All these facts suggest that with proper mitigation activities, it will be possible to reopen most day and overnight camps for the 2021 season.
In January 2021, the American Camp Association released a revised edition of its “Field Guide for Camps” that can be found at bit.ly/3s2MLzZ. Its recommendations are:
• Prescreening prior to camp: Temperature taking and monitoring for symptoms and COVID-19 exposures.
• Initial health screening: To determine if an individual is permitted to enter camp.
• Ongoing screenings: Daily for day camps and more focused in the first two weeks of overnight camp.
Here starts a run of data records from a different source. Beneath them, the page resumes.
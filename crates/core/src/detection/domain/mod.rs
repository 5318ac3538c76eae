pub mod detection_model;
pub mod embedding_extractor;
pub mod face_locator;
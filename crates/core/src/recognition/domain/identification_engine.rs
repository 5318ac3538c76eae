use std::collections::HashMap;

use crate::shared::constants::UNKNOWN_LABEL;

use super::embedding::Embedding;
use super::gallery_index::GalleryIndex;

/// Assigns one label per face embedding by majority vote over the gallery.
///
/// Every gallery entry within `tolerance` casts one vote for its label, so
/// an identity with more reference embeddings gets proportionally more
/// votes. The label with the most votes wins.
///
/// Ties go to the label whose first matching entry comes earliest in gallery
/// order. This is deterministic but ignores how close the tied matches
/// actually are; a distance-aware tie-break would be stronger and is a known
/// weak point of this policy.
///
/// Stateless between calls: nothing is carried from one frame to the next.
pub struct IdentificationEngine {
    gallery: GalleryIndex,
    tolerance: f64,
}

impl IdentificationEngine {
    pub fn new(gallery: GalleryIndex, tolerance: f64) -> Self {
        Self { gallery, tolerance }
    }

    pub fn gallery(&self) -> &GalleryIndex {
        &self.gallery
    }

    pub fn tolerance(&self) -> f64 {
        self.tolerance
    }

    /// Returns the winning label for `embedding`, or `"Unknown"` if no
    /// gallery entry is within tolerance.
    pub fn identify(&self, embedding: &Embedding) -> String {
        let mut votes: HashMap<&str, usize> = HashMap::new();
        let mut first_seen: Vec<&str> = Vec::new();

        for entry in self.gallery.matching_entries(embedding, self.tolerance) {
            let count = votes.entry(entry.label()).or_insert_with(|| {
                first_seen.push(entry.label());
                0
            });
            *count += 1;
        }

        let mut winner: Option<(&str, usize)> = None;
        for label in first_seen {
            let count = votes.get(label).copied().unwrap_or(0);
            // Strictly greater keeps the earliest label on ties.
            if winner.map_or(true, |(_, best)| count > best) {
                winner = Some((label, count));
            }
        }

        winner
            .map(|(label, _)| label.to_string())
            .unwrap_or_else(|| UNKNOWN_LABEL.to_string())
    }

    /// Identifies each embedding; output order matches input order.
    pub fn identify_all(&self, embeddings: &[Embedding]) -> Vec<String> {
        embeddings.iter().map(|e| self.identify(e)).collect()
    }
}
• Management of cases or probable cases: Identifying quarantine areas and having a robust contact tracing program in place
• Hand hygiene: washing/sanitizing hands before eating food, upon entering the cabin, upon touching frequently touched surfaces, after using common items, after using the restroom and after coughing or sneezing.
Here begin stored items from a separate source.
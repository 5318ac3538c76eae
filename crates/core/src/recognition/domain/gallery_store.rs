use std::path::Path;

use super::gallery_error::GalleryError;
use super::gallery_index::GalleryIndex;

/// Loads the persisted gallery once at startup.
pub trait GalleryStore {
    /// Reads the gallery at `path`, rejecting it as corrupt if its encodings
    /// and names disagree in count or any encoding has the wrong length.
    fn load(
        &self,
        path: &Path,
        expected_dimension: Option<usize>,
    ) -> Result<GalleryIndex, GalleryError>;
}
• Safe food preparation: While COVID-19 is not foodborne, food service workers who are infected can transmit the virus to coworkers and diners.
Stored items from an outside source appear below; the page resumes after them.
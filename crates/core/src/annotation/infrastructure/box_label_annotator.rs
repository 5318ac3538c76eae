use image::{ImageBuffer, Rgb};
use imageproc::drawing::{draw_filled_rect_mut, draw_hollow_rect_mut};
use imageproc::rect::Rect;

use crate::annotation::domain::frame_annotator::{label_baseline, Annotation, FrameAnnotator};
use crate::shared::bounding_box::{BoundingBox, DisplaySpace};
use crate::shared::frame::{ColorOrder, Frame};

use super::bitmap_font::{self, ADVANCE, GLYPH_HEIGHT};

pub const BOX_THICKNESS: u32 = 2;
/// Screen pixels per font pixel; 7-row glyphs come out 14 pixels tall.
pub const FONT_SCALE: u32 = 2;

type FrameCanvas<'a> = ImageBuffer<Rgb<u8>, &'a mut [u8]>;

/// Draws a blue rectangle around each face and writes its label in blue
/// above it, or just inside its top edge when the face is near the top of
/// the frame.
///
/// Drawing is clipped to the frame, so boxes hanging off an edge are safe.
pub struct BoxLabelAnnotator {
    thickness: u32,
    font_scale: u32,
}

impl BoxLabelAnnotator {
    pub fn new() -> Self {
        Self {
            thickness: BOX_THICKNESS,
            font_scale: FONT_SCALE,
        }
    }

    fn draw_box(&self, canvas: &mut FrameCanvas<'_>, face: &BoundingBox<DisplaySpace>, color: Rgb<u8>) {
        // Corners are inclusive, so a box spans `width + 1` columns.
        for inset in 0..self.thickness as i32 {
            let w = face.width() + 1 - 2 * inset;
            let h = face.height() + 1 - 2 * inset;
            if w <= 0 || h <= 0 {
                break;
            }
            let rect = Rect::at(face.left + inset, face.top + inset).of_size(w as u32, h as u32);
            draw_hollow_rect_mut(canvas, rect, color);
        }
    }

    fn draw_label(&self, canvas: &mut FrameCanvas<'_>, annotation: &Annotation, color: Rgb<u8>) {
        let scale = self.font_scale;
        let baseline = label_baseline(annotation.face.top);
        let glyph_top = baseline - (GLYPH_HEIGHT * scale) as i32;
        let mut pen_x = annotation.face.left;

        for c in annotation.label.chars() {
            if let Some(glyph) = bitmap_font::glyph(c) {
                for (col, row) in bitmap_font::lit_pixels(&glyph) {
                    let rect = Rect::at(
                        pen_x + (col * scale) as i32,
                        glyph_top + (row * scale) as i32,
                    )
                    .of_size(scale, scale);
                    draw_filled_rect_mut(canvas, rect, color);
                }
            }
            pen_x += (ADVANCE * scale) as i32;
            if pen_x >= canvas.width() as i32 {
                break;
            }
        }
    }
}

impl Default for BoxLabelAnnotator {
    fn default() -> Self {
        Self::new()
    }
}

impl FrameAnnotator for BoxLabelAnnotator {
    fn annotate(
        &self,
        frame: &mut Frame,
        annotations: &[Annotation],
    ) -> Result<(), Box<dyn std::error::Error>> {
        if annotations.is_empty() {
            return Ok(());
        }
        let color = blue(frame.order());
        let (width, height) = (frame.width(), frame.height());
        let mut canvas: FrameCanvas<'_> = ImageBuffer::from_raw(width, height, frame.data_mut())
            .ok_or("frame buffer does not match its dimensions")?;

        for annotation in annotations {
            self.draw_box(&mut canvas, &annotation.face, color);
            self.draw_label(&mut canvas, annotation, color);
        }
        Ok(())
    }
}

fn blue(order: ColorOrder) -> Rgb<u8> {
    match order {
        ColorOrder::Rgb => Rgb([0, 0, 255]),
        ColorOrder::Bgr => Rgb([255, 0, 0]),
    }
}
use crate::shared::bounding_box::{BoundingBox, DisplaySpace};
use crate::shared::frame::Frame;

/// Offset between a face's top edge and the baseline of its label.
pub const LABEL_OFFSET: i32 = 15;

/// One identified face to draw on a display frame.
#[derive(Clone, Debug, PartialEq)]
pub struct Annotation {
    pub face: BoundingBox<DisplaySpace>,
    pub label: String,
}

impl Annotation {
    pub fn new(face: BoundingBox<DisplaySpace>, label: impl Into<String>) -> Self {
        Self {
            face,
            label: label.into(),
        }
    }
}

/// Baseline row for a face's label: above the box when there is room,
/// otherwise just inside it.
pub fn label_baseline(top: i32) -> i32 {
    let above = top - LABEL_OFFSET;
    if above > LABEL_OFFSET {
        above
    } else {
        top + LABEL_OFFSET
    }
}

/// Draws face boxes and their labels onto a frame in place.
pub trait FrameAnnotator: Send {
    fn annotate(
        &self,
        frame: &mut Frame,
        annotations: &[Annotation],
    ) -> Result<(), Box<dyn std::error::Error>>;
}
• Physical distancing: Increasing spacing, using small groups, limiting mixing between groups and doing as many outdoor activities as possible.
• Masking: Masks should be worn universally by staff and campers in all indoor locations other than when eating, sleeping, showering and brushing teeth. Masks should be encouraged outdoors when staff and campers will be around other people. Overnight campers should be supplied with a minimum of 10 washable three ply masks and should be labeled.
Summer camp provides the opportunity for skill development, promotes independence, encourages teamwork, improves creativity, helps foster new friendships and allows children to deeply connect with nature. Most importantly, it keeps our kids emotionally grounded. After a year of living at home, it is incumbent upon parents and camping staff to find healthy ways to get our kids back to camp in 2021.
Dr. Shelly Senders is founder and owner of Senders Pediatrics in South Euclid.